A few weeks ago, Terry Gross of NPR's "Fresh Air" interviewed Karen Armstrong about her new book, The Case for God. Armstrong is a former nun who left the convent, estranged from her faith. She ended up returning to spirituality, but in a much less "faith-specific," or denominational form. She's written a bunch of books on religion, and this is the latest (and full disclosure, I haven't read it; I've only listened to the Terry Gross interview and read a few excerpts from the book.) What struck me is that I never heard a case for God.
Or certainly not in the way I inferred from the title of the book, which is to say, some kind of logical argument.
I did, however, hear a clearly intelligent woman argue several points with vigor and passion. Among them:
- For most of history, no one took the Bible literally, the way fundamentalist Christians do today. Religion and faith were inherently about myth (or "mythos"). Parable, in other words. Logic--or logos--is something entirely separate. (more on this in a minute).
- God isn't a "he," or a "she," or in any way an ultimate expression of humanity. We just can't really even conceive God's being.
- The brahmins in India were way ahead, thinking of God as a part of everything (I have to say at this point I expected Armstrong to start talking in that pinched-up Yoda voice about the Force....)
- We need a more expansive and sophisticated view of religion. As Armstrong writes in the first chapter of the book, "Religion is hard work. Its insights are not self-evident and have to be cultivated in the same way an appreciation of art, music, or poetry must be developed."
But again, what I never heard was "a case for God." She tells us all about "mythos" and "logos," how they exist in separate realms, how mythos teaches us about how to deal with the pain of this world and how it serves a different function than logos. On and on. It's the same old, "God is outside of the world and science" argument--though she sure makes it sound smarter. (I'd also like to note that I can "cultivate an appreciation of art," for example; but learning from and appreciating Ulysses does not mean a man named Leopold Bloom ever walked the streets of Dublin.)

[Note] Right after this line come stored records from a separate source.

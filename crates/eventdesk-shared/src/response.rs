//! The response envelope every endpoint answers with.

use serde::{Deserialize, Serialize};

/// Standard API response wrapper.
///
/// `status` mirrors the HTTP status code of the response carrying it.
#[derive(Debug, Clone, Serialize, Deserialize)]
pub struct ApiResponse<T> {
    pub success: bool,
    pub data: Option<T>,
    pub message: String,
    pub status: u16,
}

impl<T> ApiResponse<T> {
    pub fn success(data: T, message: impl Into<String>, status: u16) -> Self {
        Self {
            success: true,
            data: Some(data),
            message: message.into(),
            status,
        }
    }

    pub fn error(message: impl Into<String>, status: u16) -> Self {
        Self {
            success: false,
            data: None,
            message: message.into(),
            status,
        }
    }
}
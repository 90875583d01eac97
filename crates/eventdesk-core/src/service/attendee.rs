//! Attendee registration with reference resolution.

use std::sync::Arc;

use super::event::with_organizer;
use super::or_not_found;
use crate::domain::{Attendee, AttendeeDetails, EventDetails, User};
use crate::error::DomainError;
use crate::ports::{AttendeeRepository, EventRepository, UserRepository};

pub struct AttendeeService {
    attendees: Arc<dyn AttendeeRepository>,
    users: Arc<dyn UserRepository>,
    events: Arc<dyn EventRepository>,
}

impl AttendeeService {
    pub fn new(
        attendees: Arc<dyn AttendeeRepository>,
        users: Arc<dyn UserRepository>,
        events: Arc<dyn EventRepository>,
    ) -> Self {
        Self {
            attendees,
            users,
            events,
        }
    }

    /// Register `user_id` as attending `event_id`. Both must exist.
    pub async fn register(&self, user_id: i64, event_id: i64) -> Result<AttendeeDetails, DomainError> {
        let (user, event) = self.resolve(user_id, event_id).await?;
        let saved = self.attendees.save(Attendee::new(user_id, event_id)).await?;

        tracing::info!(attendee_id = saved.id, user_id, event_id, "Attendee registered");
        Ok(AttendeeDetails {
            attendee: saved,
            user: Some(user),
            event: Some(event),
        })
    }

    pub async fn get_by_id(&self, id: i64) -> Result<Option<AttendeeDetails>, DomainError> {
        match self.attendees.find_by_id(id).await? {
            Some(attendee) => Ok(Some(self.details(attendee).await?)),
            None => Ok(None),
        }
    }

    pub async fn get_all(&self) -> Result<Vec<AttendeeDetails>, DomainError> {
        let mut details = Vec::new();
        for attendee in self.attendees.find_all().await? {
            details.push(self.details(attendee).await?);
        }
        Ok(details)
    }

    /// Point attendee `id` at a new user and event, re-validating both.
    pub async fn update(
        &self,
        id: i64,
        user_id: i64,
        event_id: i64,
    ) -> Result<AttendeeDetails, DomainError> {
        let mut attendee = self
            .attendees
            .find_by_id(id)
            .await?
            .ok_or_else(|| DomainError::not_found("Attendee", id))?;

        let (user, event) = self.resolve(user_id, event_id).await?;
        attendee.user_id = user_id;
        attendee.event_id = event_id;

        let saved = self
            .attendees
            .save(attendee)
            .await
            .map_err(or_not_found("Attendee", id))?;

        tracing::info!(attendee_id = id, user_id, event_id, "Attendee updated");
        Ok(AttendeeDetails {
            attendee: saved,
            user: Some(user),
            event: Some(event),
        })
    }

    pub async fn delete(&self, id: i64) -> Result<(), DomainError> {
        self.attendees
            .delete(id)
            .await
            .map_err(or_not_found("Attendee", id))?;

        tracing::info!(attendee_id = id, "Attendee deleted");
        Ok(())
    }

    async fn resolve(&self, user_id: i64, event_id: i64) -> Result<(User, EventDetails), DomainError> {
        let user = self
            .users
            .find_by_id(user_id)
            .await?
            .ok_or_else(|| DomainError::missing_reference("User", user_id))?;
        let event = self
            .events
            .find_by_id(event_id)
            .await?
            .ok_or_else(|| DomainError::missing_reference("Event", event_id))?;

        Ok((user, with_organizer(self.users.as_ref(), event).await?))
    }

    async fn details(&self, attendee: Attendee) -> Result<AttendeeDetails, DomainError> {
        let user = self.users.find_by_id(attendee.user_id).await?;
        let event = match self.events.find_by_id(attendee.event_id).await? {
            Some(event) => Some(with_organizer(self.users.as_ref(), event).await?),
            None => None,
        };

        Ok(AttendeeDetails {
            attendee,
            user,
            event,
        })
    }
}

#[cfg(test)]
mod tests {
    use super::*;
    use crate::domain::Event;
    use crate::ports::BaseRepository;
    use crate::testing::Fixture;

    async fn seed_event(fx: &Fixture) -> i64 {
        fx.events
            .create(Event {
                title: Some("Conf".to_string()),
                ..Event::default()
            })
            .await
            .unwrap()
            .event
            .id
    }

    #[tokio::test]
    async fn test_register_resolves_user_and_event() {
        let fx = Fixture::new();
        let user = fx.seed_user("dave").await;
        let event_id = seed_event(&fx).await;

        let details = fx.attendees.register(user.id, event_id).await.unwrap();

        assert!(details.attendee.id > 0);
        assert_eq!(details.user, Some(user));
        assert_eq!(details.event.unwrap().event.id, event_id);
    }

    #[tokio::test]
    async fn test_register_unknown_user_persists_nothing() {
        let fx = Fixture::new();
        let event_id = seed_event(&fx).await;

        let err = fx.attendees.register(404, event_id).await.unwrap_err();

        assert!(matches!(
            err,
            DomainError::ReferenceNotFound { entity_type: "User", id: 404 }
        ));
        assert_eq!(err.to_string(), "User not found with ID: 404");
        assert_eq!(fx.attendee_repo.writes(), 0);
    }

    #[tokio::test]
    async fn test_register_unknown_event_persists_nothing() {
        let fx = Fixture::new();
        let user = fx.seed_user("erin").await;

        let err = fx.attendees.register(user.id, 77).await.unwrap_err();

        assert!(matches!(
            err,
            DomainError::ReferenceNotFound { entity_type: "Event", id: 77 }
        ));
        assert_eq!(fx.attendee_repo.writes(), 0);
    }

    #[tokio::test]
    async fn test_update_revalidates_references() {
        let fx = Fixture::new();
        let first = fx.seed_user("frank").await;
        let second = fx.seed_user("grace").await;
        let event_id = seed_event(&fx).await;
        let created = fx.attendees.register(first.id, event_id).await.unwrap();

        let updated = fx
            .attendees
            .update(created.attendee.id, second.id, event_id)
            .await
            .unwrap();
        assert_eq!(updated.attendee.user_id, second.id);

        let err = fx
            .attendees
            .update(created.attendee.id, second.id, 999)
            .await
            .unwrap_err();
        assert!(matches!(err, DomainError::ReferenceNotFound { id: 999, .. }));

        let stored = fx.attendee_repo.find_by_id(created.attendee.id).await.unwrap().unwrap();
        assert_eq!(stored.user_id, second.id);
        assert_eq!(stored.event_id, event_id);
    }

    #[tokio::test]
    async fn test_update_unknown_attendee_is_not_found() {
        let fx = Fixture::new();
        let user = fx.seed_user("heidi").await;
        let event_id = seed_event(&fx).await;

        let err = fx.attendees.update(5, user.id, event_id).await.unwrap_err();

        assert!(matches!(err, DomainError::NotFound { entity_type: "Attendee", id: 5 }));
    }

    #[tokio::test]
    async fn test_delete_reports_missing_attendee() {
        let fx = Fixture::new();
        let user = fx.seed_user("ivan").await;
        let event_id = seed_event(&fx).await;
        let created = fx.attendees.register(user.id, event_id).await.unwrap();

        fx.attendees.delete(created.attendee.id).await.unwrap();

        assert!(fx.attendees.get_by_id(created.attendee.id).await.unwrap().is_none());
        assert!(matches!(
            fx.attendees.delete(created.attendee.id).await.unwrap_err(),
            DomainError::NotFound { .. }
        ));
    }

    #[tokio::test]
    async fn test_get_all_lists_with_references() {
        let fx = Fixture::new();
        let user = fx.seed_user("judy").await;
        let event_id = seed_event(&fx).await;
        fx.attendees.register(user.id, event_id).await.unwrap();
        fx.attendees.register(user.id, event_id).await.unwrap();

        let all = fx.attendees.get_all().await.unwrap();

        assert_eq!(all.len(), 2);
        assert!(all.iter().all(|a| a.user.as_ref() == Some(&user)));
    }
}
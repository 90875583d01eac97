//! JWT token service implementation.

use chrono::{TimeDelta, Utc};
use jsonwebtoken::{DecodingKey, EncodingKey, Header, Validation, decode, encode};
use serde::{Deserialize, Serialize};

use eventdesk_core::ports::{AuthError, TokenClaims, TokenService};

const DEFAULT_SECRET: &str = "change-me-in-production";

/// JWT token service configuration.
#[derive(Debug, Clone)]
pub struct JwtConfig {
    pub secret: String,
    pub expiration_hours: i64,
    pub issuer: String,
}

impl Default for JwtConfig {
    fn default() -> Self {
        Self {
            secret: DEFAULT_SECRET.to_string(),
            expiration_hours: 24,
            issuer: "eventdesk-api".to_string(),
        }
    }
}

impl JwtConfig {
    /// Read `JWT_SECRET`, `JWT_EXPIRATION_HOURS` and `JWT_ISSUER`.
    pub fn from_env() -> Self {
        let defaults = Self::default();
        let secret = std::env::var("JWT_SECRET").unwrap_or(defaults.secret);

        // Warn if using default secret in production
        if secret == DEFAULT_SECRET {
            let is_production = std::env::var("RUST_ENV")
                .map(|v| v == "production" || v == "prod")
                .unwrap_or(false);

            if is_production {
                tracing::error!(
                    "SECURITY: Using default JWT secret in production! Set JWT_SECRET environment variable."
                );
            } else {
                tracing::warn!("Using default JWT secret. Set JWT_SECRET for production use.");
            }
        }

        Self {
            secret,
            expiration_hours: std::env::var("JWT_EXPIRATION_HOURS")
                .ok()
                .and_then(|s| s.parse().ok())
                .unwrap_or(defaults.expiration_hours),
            issuer: std::env::var("JWT_ISSUER").unwrap_or(defaults.issuer),
        }
    }
}

/// Wire claims.
#[derive(Debug, Serialize, Deserialize)]
struct Claims {
    sub: String, // username
    exp: i64,
    iat: i64,
    iss: String,
}

/// HS256 bearer token service. The signing secret comes from [`JwtConfig`].
pub struct JwtTokenService {
    encoding_key: EncodingKey,
    decoding_key: DecodingKey,
    config: JwtConfig,
}

impl JwtTokenService {
    pub fn new(config: JwtConfig) -> Self {
        let encoding_key = EncodingKey::from_secret(config.secret.as_bytes());
        let decoding_key = DecodingKey::from_secret(config.secret.as_bytes());

        Self {
            encoding_key,
            decoding_key,
            config,
        }
    }

    fn sign(&self, claims: &Claims) -> Result<String, AuthError> {
        encode(&Header::default(), claims, &self.encoding_key)
            .map_err(|e| AuthError::SigningError(e.to_string()))
    }
}

impl TokenService for JwtTokenService {
    fn issue(&self, subject: &str) -> Result<String, AuthError> {
        let now = Utc::now();
        let exp = now + TimeDelta::hours(self.config.expiration_hours);

        self.sign(&Claims {
            sub: subject.to_string(),
            exp: exp.timestamp(),
            iat: now.timestamp(),
            iss: self.config.issuer.clone(),
        })
    }

    fn validate(&self, token: &str) -> Result<TokenClaims, AuthError> {
        let mut validation = Validation::default();
        validation.set_issuer(&[&self.config.issuer]);
        validation.leeway = 0;

        // Expired, tampered and malformed tokens are indistinguishable to callers.
        let token_data = decode::<Claims>(token, &self.decoding_key, &validation).map_err(|e| {
            tracing::debug!(reason = ?e.kind(), "Token validation failed");
            AuthError::InvalidToken
        })?;

        Ok(TokenClaims {
            subject: token_data.claims.sub,
            exp: token_data.claims.exp,
        })
    }
}

#[cfg(test)]
mod tests {
    use super::*;

    fn test_config() -> JwtConfig {
        JwtConfig {
            secret: "test-secret-key".to_string(),
            expiration_hours: 1,
            issuer: "test-issuer".to_string(),
        }
    }

    #[test]
    fn test_issue_then_validate_returns_subject() {
        let service = JwtTokenService::new(test_config());

        let token = service.issue("alice").unwrap();
        let claims = service.validate(&token).unwrap();

        assert_eq!(claims.subject, "alice");
        assert!(claims.exp > Utc::now().timestamp());
        assert_eq!(service.extract_subject(&token).unwrap(), "alice");
    }

    #[test]
    fn test_validate_malformed_token() {
        let service = JwtTokenService::new(test_config());

        let result = service.validate("invalid-token");

        assert!(matches!(result, Err(AuthError::InvalidToken)));
    }

    #[test]
    fn test_validate_rejects_other_secret() {
        let issuer = JwtTokenService::new(JwtConfig {
            secret: "someone-else".to_string(),
            ..test_config()
        });
        let service = JwtTokenService::new(test_config());

        let token = issuer.issue("mallory").unwrap();

        assert!(matches!(service.validate(&token), Err(AuthError::InvalidToken)));
    }

    #[test]
    fn test_validate_rejects_wrong_issuer() {
        let other = JwtTokenService::new(JwtConfig {
            issuer: "issuer2".to_string(),
            ..test_config()
        });
        let service = JwtTokenService::new(test_config());

        let token = other.issue("bob").unwrap();

        assert!(matches!(service.validate(&token), Err(AuthError::InvalidToken)));
    }

    #[test]
    fn test_validate_rejects_expired_token() {
        let service = JwtTokenService::new(test_config());
        let past = Utc::now() - TimeDelta::hours(2);
        let token = service
            .sign(&Claims {
                sub: "carol".to_string(),
                exp: (past + TimeDelta::hours(1)).timestamp(),
                iat: past.timestamp(),
                iss: "test-issuer".to_string(),
            })
            .unwrap();

        assert!(matches!(service.validate(&token), Err(AuthError::InvalidToken)));
    }
}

This kind of broad, "love is all you need," non-denominational faith is meant to give the "spiritual types"--i.e., the "religious" people who don't go to church, who just want everyone to get along, who feel kinda tingly during a pretty sunset--an argument for that "Surely There Must Be Something Bigger Than Us Out There" feeling.
In the end, thought, it's the same old "dragon in the garage" psychosis. But I don't see your dragon. I don't feel it. I don't sense it in any way, nor can I measure it or detect with any of the instruments available to modern science. So go ahead and believe if it makes you feel good.
Just don't ask me to, 'k?
Using the argument that God somehow exists out of the universe is bunk because anyone could use that to justify the existence of ANYTHING. The only problem is that Christians are not willing to use that argument to justify the existence of other gods and more like other fictional characters like Santa, Goblins, Fairies, and Unicorns.